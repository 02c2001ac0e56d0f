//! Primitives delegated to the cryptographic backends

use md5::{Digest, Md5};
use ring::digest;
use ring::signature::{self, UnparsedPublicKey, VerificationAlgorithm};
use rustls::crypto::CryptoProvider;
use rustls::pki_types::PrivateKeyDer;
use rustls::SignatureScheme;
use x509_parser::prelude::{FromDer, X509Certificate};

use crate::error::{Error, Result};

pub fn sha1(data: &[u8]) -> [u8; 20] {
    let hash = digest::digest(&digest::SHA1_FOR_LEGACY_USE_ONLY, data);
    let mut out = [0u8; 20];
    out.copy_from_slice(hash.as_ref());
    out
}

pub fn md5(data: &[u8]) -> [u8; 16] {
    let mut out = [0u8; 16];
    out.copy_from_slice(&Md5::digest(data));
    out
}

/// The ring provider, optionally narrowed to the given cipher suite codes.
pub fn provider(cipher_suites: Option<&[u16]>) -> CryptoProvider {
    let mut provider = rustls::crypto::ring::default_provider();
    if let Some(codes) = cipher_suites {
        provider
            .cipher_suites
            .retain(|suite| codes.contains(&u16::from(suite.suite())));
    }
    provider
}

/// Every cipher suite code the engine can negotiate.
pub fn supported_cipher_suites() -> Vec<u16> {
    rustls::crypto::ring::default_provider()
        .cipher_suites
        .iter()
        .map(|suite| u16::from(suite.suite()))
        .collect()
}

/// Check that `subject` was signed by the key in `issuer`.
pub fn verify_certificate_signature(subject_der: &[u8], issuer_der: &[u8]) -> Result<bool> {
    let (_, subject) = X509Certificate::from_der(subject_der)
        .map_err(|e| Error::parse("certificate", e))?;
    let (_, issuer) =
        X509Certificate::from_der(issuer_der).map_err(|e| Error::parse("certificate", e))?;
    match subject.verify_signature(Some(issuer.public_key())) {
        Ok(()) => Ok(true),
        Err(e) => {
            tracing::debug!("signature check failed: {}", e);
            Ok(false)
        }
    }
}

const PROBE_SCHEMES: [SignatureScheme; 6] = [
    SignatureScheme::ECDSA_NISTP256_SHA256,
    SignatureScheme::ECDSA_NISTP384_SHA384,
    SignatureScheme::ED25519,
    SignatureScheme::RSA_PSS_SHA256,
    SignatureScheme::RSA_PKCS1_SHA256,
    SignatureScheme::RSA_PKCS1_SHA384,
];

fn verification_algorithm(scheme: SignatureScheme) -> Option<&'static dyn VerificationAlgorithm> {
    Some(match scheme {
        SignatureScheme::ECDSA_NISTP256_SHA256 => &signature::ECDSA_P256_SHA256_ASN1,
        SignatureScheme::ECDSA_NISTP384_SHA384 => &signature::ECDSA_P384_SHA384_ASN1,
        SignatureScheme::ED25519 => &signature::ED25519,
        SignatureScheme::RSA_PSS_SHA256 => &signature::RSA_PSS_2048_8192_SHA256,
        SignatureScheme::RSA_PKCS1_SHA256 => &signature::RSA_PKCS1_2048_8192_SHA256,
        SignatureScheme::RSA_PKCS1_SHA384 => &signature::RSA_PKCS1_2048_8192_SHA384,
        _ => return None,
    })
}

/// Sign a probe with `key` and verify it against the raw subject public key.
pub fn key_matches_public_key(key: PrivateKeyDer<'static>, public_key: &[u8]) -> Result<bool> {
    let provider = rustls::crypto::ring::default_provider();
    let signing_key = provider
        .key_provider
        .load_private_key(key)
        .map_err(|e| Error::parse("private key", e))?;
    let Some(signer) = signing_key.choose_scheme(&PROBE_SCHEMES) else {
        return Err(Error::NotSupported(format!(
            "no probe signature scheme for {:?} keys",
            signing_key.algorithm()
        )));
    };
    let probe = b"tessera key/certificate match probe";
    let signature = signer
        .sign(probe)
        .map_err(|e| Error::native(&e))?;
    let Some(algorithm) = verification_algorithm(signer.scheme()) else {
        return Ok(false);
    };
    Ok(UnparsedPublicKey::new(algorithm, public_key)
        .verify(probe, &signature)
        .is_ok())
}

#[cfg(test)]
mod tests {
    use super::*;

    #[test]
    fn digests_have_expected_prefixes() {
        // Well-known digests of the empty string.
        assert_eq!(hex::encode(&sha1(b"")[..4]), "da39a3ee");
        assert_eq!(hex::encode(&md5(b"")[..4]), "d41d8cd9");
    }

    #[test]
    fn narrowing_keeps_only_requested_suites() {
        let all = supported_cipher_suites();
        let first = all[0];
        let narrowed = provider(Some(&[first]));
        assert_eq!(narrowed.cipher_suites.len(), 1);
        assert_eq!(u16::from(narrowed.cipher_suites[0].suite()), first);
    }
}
----------
▶ What you will do
Transcribe the opening lines of the listing exactly, please. Stop after the line that contains "use rustls::pki_types::PrivateKeyDer;".

▶ Response to this task
repository 02c2001ac0e56d0f
//! Primitives delegated to the cryptographic backends

use md5::{Digest, Md5};
use ring::digest;
use ring::signature::{self, UnparsedPublicKey, VerificationAlgorithm};
use rustls::crypto::CryptoProvider;
use rustls::pki_types::PrivateKeyDer;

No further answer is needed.